W grudniu 2022 roku Lenka i Jan Klimentovie zostali rodzicami uroczego synka. Dopiero teraz, te kilka miesięcy po porodzie, Lenka postanowiła podzielić się szczerym i wzruszającym wpisem dotyczącym porodu.
O ciąży tancerki, para poinformowała w czerwcu ubiegłego roku, a w grudniu powitali na świecie synka, któremu nadali imię Cristian. Od czasu narodzin, szczęśliwi rodzice regularnie publikują wzruszające kadry z życia. Kilka dni temu na profilu Lenki pojawił się piękny wpis i zdjęcia z porodu.
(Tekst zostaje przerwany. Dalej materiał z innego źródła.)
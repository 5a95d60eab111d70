//! Mutable per-playthrough state.
//!
//! One `GameState` exists per active investigation. Its discovered sets only
//! grow, its points only shrink, and its phase only moves forward; the API
//! here enforces all three.

use std::collections::{BTreeMap, BTreeSet};
use std::fmt;
use std::str::FromStr;

use chrono::{DateTime, Duration, Utc};
use serde::{Deserialize, Serialize};

use crate::error::DomainError;
use crate::ids::{CaseId, PlayerId, RoomId, SuspectId};

/// Investigation phase. Transitions are linear and non-reversible:
/// `Investigating -> Accused -> Ended`, or `Investigating -> Ended` directly
/// on timeout or manual end.
#[derive(Debug, Clone, Copy, PartialEq, Eq, Serialize, Deserialize)]
#[serde(rename_all = "snake_case")]
pub enum GamePhase {
    Investigating,
    Accused,
    Ended,
}

impl GamePhase {
    pub fn as_str(self) -> &'static str {
        match self {
            Self::Investigating => "investigating",
            Self::Accused => "accused",
            Self::Ended => "ended",
        }
    }
}

impl fmt::Display for GamePhase {
    fn fmt(&self, f: &mut fmt::Formatter<'_>) -> fmt::Result {
        f.write_str(self.as_str())
    }
}

impl FromStr for GamePhase {
    type Err = DomainError;

    fn from_str(s: &str) -> Result<Self, Self::Err> {
        match s {
            "investigating" => Ok(Self::Investigating),
            "accused" => Ok(Self::Accused),
            "ended" => Ok(Self::Ended),
            _ => Err(DomainError::parse(format!("Unknown game phase: {s}"))),
        }
    }
}

/// Why a game finished.
#[derive(Debug, Clone, Copy, PartialEq, Eq, Serialize, Deserialize)]
#[serde(rename_all = "snake_case")]
pub enum EndReason {
    /// The accusation quorum was reached and the vote resolved.
    Verdict,
    /// The countdown expired.
    Timeout,
    /// A player ended the game early.
    Manual,
}

/// Per-player bookkeeping.
#[derive(Debug, Clone, Copy, Default, Serialize, Deserialize)]
pub struct PlayerStats {
    pub tools_used: u32,
    pub evidence_found: u32,
    pub secrets_revealed: u32,
}

/// The mutable state of one investigation.
#[derive(Debug, Clone, Serialize, Deserialize)]
pub struct GameState {
    pub case_id: CaseId,
    pub started_at: DateTime<Utc>,
    pub ends_at: DateTime<Utc>,
    phase: GamePhase,
    points: u32,
    participants: BTreeSet<PlayerId>,
    discovered_evidence: BTreeSet<String>,
    discovered_locations: BTreeSet<RoomId>,
    /// Accusations in cast order; at most one per player, immutable once set.
    accusations: Vec<(PlayerId, SuspectId)>,
    /// Where each player currently stands. Updated by the on-site tools
    /// (search, dna, examine); gates `present`.
    player_rooms: BTreeMap<PlayerId, RoomId>,
    player_stats: BTreeMap<PlayerId, PlayerStats>,
    used_tools: Vec<String>,
}

impl GameState {
    pub fn new(
        case_id: CaseId,
        now: DateTime<Utc>,
        time_limit_minutes: u32,
        starting_points: u32,
        initiator: PlayerId,
    ) -> Self {
        let mut participants = BTreeSet::new();
        participants.insert(initiator);
        Self {
            case_id,
            started_at: now,
            ends_at: now + Duration::minutes(i64::from(time_limit_minutes)),
            phase: GamePhase::Investigating,
            points: starting_points,
            participants,
            discovered_evidence: BTreeSet::new(),
            discovered_locations: BTreeSet::new(),
            accusations: Vec::new(),
            player_rooms: BTreeMap::new(),
            player_stats: BTreeMap::new(),
            used_tools: Vec::new(),
        }
    }

    /// Reconstruct from a persisted row. Sets not covered by the row
    /// (discoveries, accusations) restart empty; the row is a crash-recovery
    /// cache, not a full journal.
    #[allow(clippy::too_many_arguments)]
    pub fn restore(
        case_id: CaseId,
        started_at: DateTime<Utc>,
        ends_at: DateTime<Utc>,
        phase: GamePhase,
        points: u32,
        participants: BTreeSet<PlayerId>,
        discovered_evidence: BTreeSet<String>,
        used_tools: Vec<String>,
    ) -> Self {
        Self {
            case_id,
            started_at,
            ends_at,
            phase,
            points,
            participants,
            discovered_evidence,
            discovered_locations: BTreeSet::new(),
            accusations: Vec::new(),
            player_rooms: BTreeMap::new(),
            player_stats: BTreeMap::new(),
            used_tools,
        }
    }

    pub fn phase(&self) -> GamePhase {
        self.phase
    }

    pub fn points(&self) -> u32 {
        self.points
    }

    pub fn participants(&self) -> &BTreeSet<PlayerId> {
        &self.participants
    }

    pub fn is_participant(&self, player: &PlayerId) -> bool {
        self.participants.contains(player)
    }

    pub fn discovered_evidence(&self) -> &BTreeSet<String> {
        &self.discovered_evidence
    }

    pub fn discovered_locations(&self) -> &BTreeSet<RoomId> {
        &self.discovered_locations
    }

    pub fn used_tools(&self) -> &[String] {
        &self.used_tools
    }

    pub fn stats(&self, player: &PlayerId) -> PlayerStats {
        self.player_stats.get(player).copied().unwrap_or_default()
    }

    pub fn stats_mut(&mut self, player: &PlayerId) -> &mut PlayerStats {
        self.player_stats.entry(player.clone()).or_default()
    }

    pub fn time_remaining(&self, now: DateTime<Utc>) -> Duration {
        (self.ends_at - now).max(Duration::zero())
    }

    // --- membership ---

    pub fn join(&mut self, player: PlayerId) -> Result<(), DomainError> {
        if !self.participants.insert(player.clone()) {
            return Err(DomainError::constraint(format!(
                "player {player} already joined"
            )));
        }
        Ok(())
    }

    pub fn leave(&mut self, player: &PlayerId) -> Result<(), DomainError> {
        if !self.participants.remove(player) {
            return Err(DomainError::constraint(format!(
                "player {player} is not a participant"
            )));
        }
        Ok(())
    }

    // --- points & discoveries ---

    pub fn can_afford(&self, cost: u32) -> bool {
        self.points >= cost
    }

    /// Deduct `cost` from the balance. Callers check affordability first;
    /// a shortfall here is a caller bug surfaced as a constraint error.
    pub fn spend(&mut self, cost: u32) -> Result<(), DomainError> {
        if self.points < cost {
            return Err(DomainError::constraint(format!(
                "insufficient points: need {cost}, have {}",
                self.points
            )));
        }
        self.points -= cost;
        Ok(())
    }

    /// Record a discovered evidence id. Returns true if it was new.
    pub fn record_evidence(&mut self, id: impl Into<String>) -> bool {
        self.discovered_evidence.insert(id.into())
    }

    pub fn has_evidence(&self, id: &str) -> bool {
        self.discovered_evidence.contains(id)
    }

    pub fn record_location(&mut self, room: RoomId) -> bool {
        self.discovered_locations.insert(room)
    }

    pub fn record_tool_use(&mut self, tool: impl Into<String>) {
        self.used_tools.push(tool.into());
    }

    /// The room a player last worked in, if they have gone anywhere yet.
    pub fn room_of(&self, player: &PlayerId) -> Option<&RoomId> {
        self.player_rooms.get(player)
    }

    pub fn move_player(&mut self, player: PlayerId, room: RoomId) {
        self.player_rooms.insert(player, room);
    }

    // --- accusations ---

    /// Accusations needed to conclude the vote: ceil(participants / 2).
    pub fn quorum(&self) -> usize {
        self.participants.len().div_ceil(2)
    }

    pub fn accusation_count(&self) -> usize {
        self.accusations.len()
    }

    pub fn accusation_of(&self, player: &PlayerId) -> Option<&SuspectId> {
        self.accusations
            .iter()
            .find(|(p, _)| p == player)
            .map(|(_, s)| s)
    }

    /// Cast an accusation. One per player, immutable once set.
    pub fn record_accusation(
        &mut self,
        player: PlayerId,
        suspect: SuspectId,
    ) -> Result<(), DomainError> {
        if self.accusation_of(&player).is_some() {
            return Err(DomainError::constraint(format!(
                "player {player} has already accused"
            )));
        }
        self.accusations.push((player, suspect));
        Ok(())
    }

    /// The majority-voted suspect, with ties broken by earliest accusation.
    /// None while no accusation has been cast.
    pub fn leading_accusation(&self) -> Option<SuspectId> {
        let mut counts: Vec<(SuspectId, usize)> = Vec::new();
        for (_, suspect) in &self.accusations {
            match counts.iter_mut().find(|(s, _)| s == suspect) {
                Some((_, n)) => *n += 1,
                None => counts.push((suspect.clone(), 1)),
            }
        }
        counts
            .into_iter()
            .max_by_key(|(_, n)| *n)
            .map(|(s, _)| s)
    }

    // --- phase ---

    /// Advance the phase. Only forward transitions are legal.
    pub fn transition(&mut self, next: GamePhase) -> Result<(), DomainError> {
        let ok = matches!(
            (self.phase, next),
            (GamePhase::Investigating, GamePhase::Accused)
                | (GamePhase::Investigating, GamePhase::Ended)
                | (GamePhase::Accused, GamePhase::Ended)
        );
        if !ok {
            return Err(DomainError::invalid_state_transition(format!(
                "{} -> {}",
                self.phase, next
            )));
        }
        self.phase = next;
        Ok(())
    }
}

#[cfg(test)]
mod tests {
    use super::*;

    fn fresh() -> GameState {
        GameState::new(
            CaseId::new("test_case"),
            Utc::now(),
            10,
            100,
            PlayerId::new("p1"),
        )
    }

    #[test]
    fn initiator_is_first_participant() {
        let state = fresh();
        assert!(state.is_participant(&PlayerId::new("p1")));
        assert_eq!(state.participants().len(), 1);
    }

    #[test]
    fn double_join_is_rejected_and_changes_nothing() {
        let mut state = fresh();
        state.join(PlayerId::new("p2")).expect("first join");
        assert!(state.join(PlayerId::new("p2")).is_err());
        assert_eq!(state.participants().len(), 2);
    }

    #[test]
    fn leave_when_not_joined_is_rejected() {
        let mut state = fresh();
        assert!(state.leave(&PlayerId::new("ghost")).is_err());
    }

    #[test]
    fn spend_never_goes_negative() {
        let mut state = fresh();
        state.spend(80).expect("affordable");
        assert_eq!(state.points(), 20);
        assert!(state.spend(90).is_err());
        assert_eq!(state.points(), 20);
    }

    #[test]
    fn quorum_is_half_rounded_up() {
        let mut state = fresh();
        assert_eq!(state.quorum(), 1);
        for p in ["p2", "p3", "p4", "p5"] {
            state.join(PlayerId::new(p)).expect("join");
        }
        assert_eq!(state.quorum(), 3);
    }

    #[test]
    fn majority_vote_wins_with_earliest_tiebreak() {
        let mut state = fresh();
        for p in ["p2", "p3", "p4", "p5"] {
            state.join(PlayerId::new(p)).expect("join");
        }
        let x = SuspectId::new("x");
        let y = SuspectId::new("y");
        state
            .record_accusation(PlayerId::new("p1"), y.clone())
            .expect("accuse");
        state
            .record_accusation(PlayerId::new("p2"), x.clone())
            .expect("accuse");
        state
            .record_accusation(PlayerId::new("p3"), x.clone())
            .expect("accuse");
        assert_eq!(state.leading_accusation(), Some(x));

        // ties resolve to the earliest-accused suspect
        let mut tied = fresh();
        tied.join(PlayerId::new("p2")).expect("join");
        tied.record_accusation(PlayerId::new("p1"), y.clone())
            .expect("accuse");
        tied.record_accusation(PlayerId::new("p2"), SuspectId::new("x"))
            .expect("accuse");
        assert_eq!(tied.leading_accusation(), Some(y));
    }

    #[test]
    fn second_accusation_by_same_player_is_rejected() {
        let mut state = fresh();
        state
            .record_accusation(PlayerId::new("p1"), SuspectId::new("x"))
            .expect("first accusation");
        assert!(state
            .record_accusation(PlayerId::new("p1"), SuspectId::new("y"))
            .is_err());
        assert_eq!(state.accusation_count(), 1);
    }

    #[test]
    fn phase_only_moves_forward() {
        let mut state = fresh();
        state.transition(GamePhase::Accused).expect("accuse");
        state.transition(GamePhase::Ended).expect("end");
        assert!(state.transition(GamePhase::Investigating).is_err());
        assert!(state.transition(GamePhase::Ended).is_err());
    }

    #[test]
    fn direct_timeout_transition_is_legal() {
        let mut state = fresh();
        state.transition(GamePhase::Ended).expect("timeout path");
        assert_eq!(state.phase(), GamePhase::Ended);
    }
}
Z wpisu wynika, że Lenka miała w planach naturalny poród, ale jak to przy porodach bywa, nie jesteśmy nigdy wszystkiego w 100% zaplanować. Tancerka potwierdziła, że dziecko przyszło na świat przez cesarskie cięcie.
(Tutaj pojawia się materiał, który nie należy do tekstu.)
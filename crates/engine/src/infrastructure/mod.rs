//! External dependency implementations (ports + adapters).

pub mod case_store;
pub mod clock;
pub mod ollama;
pub mod persistence;
pub mod ports;
pub mod resilient_llm;

pub use case_store::{CaseStore, CaseStoreError};
pub use clock::SystemClock;
pub use ollama::OllamaClient;
pub use persistence::SqliteGameRepo;
pub use resilient_llm::{ResilientLlmClient, RetryConfig};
Wyświetl ten post na Instagramie
„Miało być inaczej… Tego nie da się zaplanować. Teraz już wiem. Zanim to przeszłam, nie wiedziałam, nie wierzyłam, nie znałam się i nie oceniałam nigdy! Teraz tym bardziej za wszystkie kobiety, które jakimkolwiek sposobem urodziły albo będą rodzić, trzymam kciuki. Jesteście dzielne i najsilniejsze! Ja jestem bogatsza o jedno doświadczenie i na pewno nie było łatwo i to, że teraz tańczę, ćwiczę i wyglądam, że jest wszystko w porządku, nie znaczy, że tak jest, bo czasami też boli. Czasami też jest ciężko, ale jesteśmy silne i damy radę, bo musimy dla naszych dzieci, one są dla nas najważniejsze. Już nigdy nie będzie tak samo, jak kiedyś, ale będzie inaczej, będzie pięknie i będzie zawsze dla kogo żyć!” – napisała w poście.
Komentarze pod postem potwierdziły tylko to, jak my kobiety jesteśmy fantastyczne i jakimi bohaterkami jesteśmy!